[Stored data]

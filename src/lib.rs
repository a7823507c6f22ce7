//! # elimination-tactics
//!
//! A deterministic 4x4 board game engine. Each side starts with a row of
//! four pieces; pieces step one cell orthogonally, and after every move an
//! elimination rule removes pieces that have run out of room.
//!
//! ## Design Principles
//!
//! 1. **Stateless Engine**: `Engine` holds configuration only. The live
//!    `GameState` is passed in and handed back by every operation; the
//!    caller owns persistence.
//!
//! 2. **One Engine, Many Variants**: the game variants differ only in their
//!    `EliminationRule` (blocking, trapped piece, flood-fill capture) and
//!    the machine's scoring weights.
//!
//! 3. **Forgiving Input, Strict Contracts**: nonsensical clicks are ignored;
//!    off-board coordinates and malformed states are errors.
//!
//! 4. **Reproducible**: the machine's optional score jitter comes from a
//!    seeded RNG carried inside the state.
//!
//! ## Modules
//!
//! - `core`: Sides, cells, positions, board, state, RNG, configuration
//! - `rules`: Move generation and elimination rules
//! - `search`: Position evaluation and the machine's greedy search
//! - `engine`: Turn state machine and status messages
//! - `error`: Engine and configuration errors

pub mod core;
pub mod rules;
pub mod search;
pub mod engine;
pub mod error;

// Re-export commonly used types
pub use crate::core::{
    Board, Cell, Direction, EngineConfig, GameRng, GameRngState, GameState, Move, Position,
    Side, TurnPhase, BOARD_SIZE,
};

pub use crate::rules::{
    legal_moves, Blocking, EliminationResult, EliminationRule, FloodFillCaptureRemoval,
    RuleKind, TrappedPieceRemoval,
};

pub use crate::search::{Evaluator, GreedySearch, ScoreWeights, WeightedEvaluator};

pub use crate::engine::{Engine, TurnSummary};

pub use crate::error::{ConfigError, EngineError};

▶ [ACTIVITY]:
The records above are to be given again in full, word for word.

▶ [ANSWER SECTION]:
filename src/lib.rs
repository a7823507c6f22ce7
//! # elimination-tactics
//!
//! A deterministic 4x4 board game engine. Each side starts with a row of
//! four pieces; pieces step one cell orthogonally, and after every move an
//! elimination rule removes pieces that have run out of room.
//!
//! ## Design Principles
//!
//! 1. **Stateless Engine**: `Engine` holds configuration only. The live
//!    `GameState` is passed in and handed back by every operation; the
//!    caller owns persistence.
//!
//! 2. **One Engine, Many Variants**: the game variants differ only in their
//!    `EliminationRule` (blocking, trapped piece, flood-fill capture) and
//!    the machine's scoring weights.
//!
//! 3. **Forgiving Input, Strict Contracts**: nonsensical clicks are ignored;
//!    off-board coordinates and malformed states are errors.
//!
//! 4. **Reproducible**: the machine's optional score jitter comes from a
//!    seeded RNG carried inside the state.
//!
//! ## Modules
//!
//! - `core`: Sides, cells, positions, board, state, RNG, configuration
//! - `rules`: Move generation and elimination rules
//! - `search`: Position evaluation and the machine's greedy search
//! - `engine`: Turn state machine and status messages
//! - `error`: Engine and configuration errors

pub mod core;
pub mod rules;
pub mod search;
pub mod engine;
pub mod error;

// Re-export commonly used types
pub use crate::core::{
    Board, Cell, Direction, EngineConfig, GameRng, GameRngState, GameState, Move, Position,
    Side, TurnPhase, BOARD_SIZE,
};

pub use crate::rules::{
    legal_moves, Blocking, EliminationResult, EliminationRule, FloodFillCaptureRemoval,
    RuleKind, TrappedPieceRemoval,
};

pub use crate::search::{Evaluator, GreedySearch, ScoreWeights, WeightedEvaluator};

pub use crate::engine::{Engine, TurnSummary};

pub use crate::error::{ConfigError, EngineError};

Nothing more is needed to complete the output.